25. I turn now to that part of the Court of Appeal's order which deletes the provision of the will by which the annuity ceases on remarriage. It was said by the majority that community standards had changed and that it was now regarded as improper for a widow's life or annuity to be limited and that such a provision encouraged deception and de facto not de jure relationships. These matters are presumably referred to as being matters of judicial notice. I am unable to regard them as self-evident or representing community views to the exclusion of other conflicting views. It is still the fact that both the law and the community regard a husband, including a second husband, as under an obligation to provide support for his wife. Moreover there are now many more who take at least a lenient view about de facto relationships than there were thirty years ago. (at p452)
26. None of these are absolutes and in this field of the law it is undesirable to attempt to lay down general rules about what is and what is not desirable by way of provision for any category of claimant. Each case depends on its particular circumstances and generalizations are unlikely to be helpful. (at p453)
27. I do not think that it can be said that to provide an annuity which terminates on remarriage is of itself sufficient to demonstrate inadequacy of provision. Nor do I think that the view expressed by Kitto J. in Worladge v. Doddridge (1957) 97 CLR 1, at p 20 can be regarded as a general rule. It is plainly a matter for consideration in each particular case in the light of all the circumstances. Neither the absence nor the presence or cessation of a provision on remarriage can be of itself a reason for concluding that adequate provision has or has not been made. Nor is its deletion an essential ingredient in proper provision for a widow. (at p453)
28. In the present case I can see no sound reason for interfering with the testator's will in this respect. It is however a matter of discretion and to make such an alteration in the present case is not outside the range of that discretion.
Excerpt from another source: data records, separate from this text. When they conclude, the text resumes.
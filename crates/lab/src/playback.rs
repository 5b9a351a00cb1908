//! Prefix-by-prefix replay of a comparison.
//!
//! The controller reveals one more sample per timer tick, re-analyzes the
//! revealed prefix, and hands the resulting [`Frame`] to an observer (usually
//! a renderer).
//!
//! # Timing
//!
//! The controller never sleeps. It publishes at most one live [`Timer`] with
//! the interval the driver should wait between ticks. Every start or restart
//! mints a fresh [`TimerToken`]; [`Playback::tick`] ignores any other token,
//! so a tick scheduled before a pause, a rate change, or a new run can never
//! advance the animation.
//!
//! # Lifecycle
//!
//! ```text
//! Idle --load--> Ready --play--> Running --pause--> Paused --play--> Running
//!                  ^                |                  |
//!                  +--- full/reset -+------ reset -----+
//! ```

mod frame;
mod state;
mod timer;

pub use frame::Frame;
pub use state::{AnimationState, Phase};
pub use timer::{
    BASE_INTERVAL, DEFAULT_RATE, MIN_INTERVAL, Timer, TimerToken, interval, sanitize_rate,
};

use tracing::{debug, trace};
use twostep_core::Observer;

use crate::comparison::Comparison;

/// Control actions an observer can request from the controller.
#[derive(Debug, Clone, Copy, PartialEq, Eq)]
pub enum Action {
    /// Pause playback after this frame.
    Pause,
}

/// What a call to [`Playback::tick`] did.
#[derive(Debug, Clone, Copy, PartialEq, Eq)]
pub enum Tick {
    /// The token was not the live timer's; nothing happened.
    Stale,

    /// One more sample was revealed and rendered.
    Advanced,

    /// The full trajectory is revealed and the timer has stopped.
    Finished,
}

/// Replays a [`Comparison`] one sample at a time.
#[derive(Debug)]
pub struct Playback {
    comparison: Option<Comparison>,
    state: AnimationState,
    timer: Option<Timer>,
    issued: u64,
}

impl Default for Playback {
    fn default() -> Self {
        Self::new(DEFAULT_RATE)
    }
}

impl Playback {
    /// Creates an idle controller with the given rate multiplier.
    ///
    /// An invalid rate falls back to 1x.
    #[must_use]
    pub fn new(rate: f64) -> Self {
        Self {
            comparison: None,
            state: AnimationState {
                revealed: 0,
                rate: sanitize_rate(rate),
                phase: Phase::Idle,
            },
            timer: None,
            issued: 0,
        }
    }

    /// Returns a snapshot of the animation state.
    #[must_use]
    pub fn state(&self) -> AnimationState {
        self.state
    }

    /// Returns the live timer, if playback is running.
    #[must_use]
    pub fn timer(&self) -> Option<Timer> {
        self.timer
    }

    /// Returns the loaded comparison.
    #[must_use]
    pub fn comparison(&self) -> Option<&Comparison> {
        self.comparison.as_ref()
    }

    /// Returns the frame for the currently revealed prefix.
    #[must_use]
    pub fn frame(&self) -> Option<Frame<'_>> {
        let comparison = self.comparison.as_ref()?;
        Some(Frame::new(comparison, self.state.revealed))
    }

    /// Replaces the comparison being replayed.
    ///
    /// Any running timer is cancelled and the controller waits in
    /// [`Phase::Ready`] with only the initial sample revealed.
    pub fn load(&mut self, comparison: Comparison) {
        self.cancel_timer();
        debug!(samples = comparison.len(), "loaded comparison");
        self.comparison = Some(comparison);
        self.state.revealed = 1;
        self.state.phase = Phase::Ready;
    }

    /// Starts or resumes playback.
    ///
    /// Does nothing while already running or when nothing is loaded.
    /// Returns the live timer.
    pub fn play(&mut self) -> Option<Timer> {
        match self.state.phase {
            Phase::Idle => None,
            Phase::Running => self.timer,
            Phase::Ready | Phase::Paused => {
                self.state.phase = Phase::Running;
                Some(self.start_timer())
            }
        }
    }

    /// Stops the timer and keeps the revealed prefix.
    pub fn pause(&mut self) {
        if self.state.phase == Phase::Running {
            self.cancel_timer();
            self.state.phase = Phase::Paused;
            debug!(revealed = self.state.revealed, "paused");
        }
    }

    /// Stops the timer, rewinds to the initial sample, and renders it.
    pub fn reset<O>(&mut self, observer: &mut O)
    where
        O: for<'f> Observer<Frame<'f>, Action>,
    {
        if self.state.phase == Phase::Idle {
            return;
        }
        self.cancel_timer();
        self.state.revealed = 1;
        self.state.phase = Phase::Ready;
        self.render(observer);
    }

    /// Sets the rate multiplier.
    ///
    /// A non-finite or non-positive rate falls back to 1x. A running timer is
    /// restarted at the new interval.
    pub fn set_rate(&mut self, rate: f64) {
        self.state.rate = sanitize_rate(rate);
        if self.state.phase == Phase::Running {
            self.start_timer();
        }
    }

    /// Handles a timer tick.
    ///
    /// Reveals one more sample, renders the new prefix, and stops once the
    /// full trajectory is visible. Ticks carrying anything but the live
    /// timer's token are ignored.
    pub fn tick<O>(&mut self, token: TimerToken, observer: &mut O) -> Tick
    where
        O: for<'f> Observer<Frame<'f>, Action>,
    {
        if self.timer.map(|timer| timer.token) != Some(token) {
            trace!(?token, "ignored stale tick");
            return Tick::Stale;
        }
        let Some(len) = self.comparison.as_ref().map(Comparison::len) else {
            return Tick::Stale;
        };

        self.state.revealed = (self.state.revealed + 1).min(len);
        let finished = self.state.revealed >= len;
        if finished {
            self.cancel_timer();
            self.state.phase = Phase::Ready;
        }
        trace!(revealed = self.state.revealed, finished, "tick");

        self.render(observer);

        if finished { Tick::Finished } else { Tick::Advanced }
    }

    /// Renders the current prefix and applies the observer's action.
    fn render<O>(&mut self, observer: &mut O)
    where
        O: for<'f> Observer<Frame<'f>, Action>,
    {
        let action = match self.frame() {
            Some(frame) => observer.observe(&frame),
            None => None,
        };
        if action == Some(Action::Pause) {
            self.pause();
        }
    }

    fn start_timer(&mut self) -> Timer {
        self.issued += 1;
        let timer = Timer {
            token: TimerToken(self.issued),
            interval: interval(self.state.rate),
        };
        self.timer = Some(timer);
        debug!(token = ?timer.token, interval = ?timer.interval, "timer started");
        timer
    }

    fn cancel_timer(&mut self) {
        self.timer = None;
    }
}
I would not myself so exercise that discretion. (at p453)
29. In my opinion the appeal and the cross-appeal should be dismissed but the order of the Court of Appeal should be varied in the manner which I have indicated. (at p453)
WILSON J. This is an appeal and cross-appeal from a decision of the Court of Appeal of the Supreme Court of New South Wales in the field of testator's family maintenance legislation, a field described by Fullagar J. even as long ago as 1956 as "a much ploughed, if not very well harrowed, field": Coates v. National Trustees Executors and Agency Co. Ltd. (1956) 95 CLR 494, at p 517 . The intervening years tend to confirm the accuracy of the observation. The principles to be applied are not in doubt, yet it is a consequence of the nature of the legislation that the circumstances of each individual case will often dictate its own distinctive result. (at p453)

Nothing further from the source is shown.